## WHAT NEEDS TO BE DONE
Whenever the string "anyhow" appears in a line below, please copy the line out.
** MATERIAL PROVIDED follows **
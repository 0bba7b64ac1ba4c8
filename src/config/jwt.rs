use std::env;

use anyhow::Context;

/// Token signing and validation settings.
///
/// Issuer, audience and secret have no safe defaults: a process missing any
/// of them must fail at startup rather than issue tokens nobody can verify.
#[derive(Clone, Debug)]
pub struct JwtConfig {
    pub secret: String,
    pub issuer: String,
    pub audience: String,
    pub expiry_minutes: i64,
}

impl JwtConfig {
    pub fn from_env() -> anyhow::Result<Self> {
        Ok(Self {
            secret: env::var("JWT_SECRET").context("JWT_SECRET must be set")?,
            issuer: env::var("JWT_ISSUER").context("JWT_ISSUER must be set")?,
            audience: env::var("JWT_AUDIENCE").context("JWT_AUDIENCE must be set")?,
            expiry_minutes: env::var("JWT_EXPIRY_MINUTES")
                .ok()
                .and_then(|s| s.parse().ok())
                .unwrap_or(60),
        })
    }
}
** End of MATERIAL PROVIDED **
## SOLUTION TO THE PROBLEM
use anyhow::Context;
    pub fn from_env() -> anyhow::Result<Self> {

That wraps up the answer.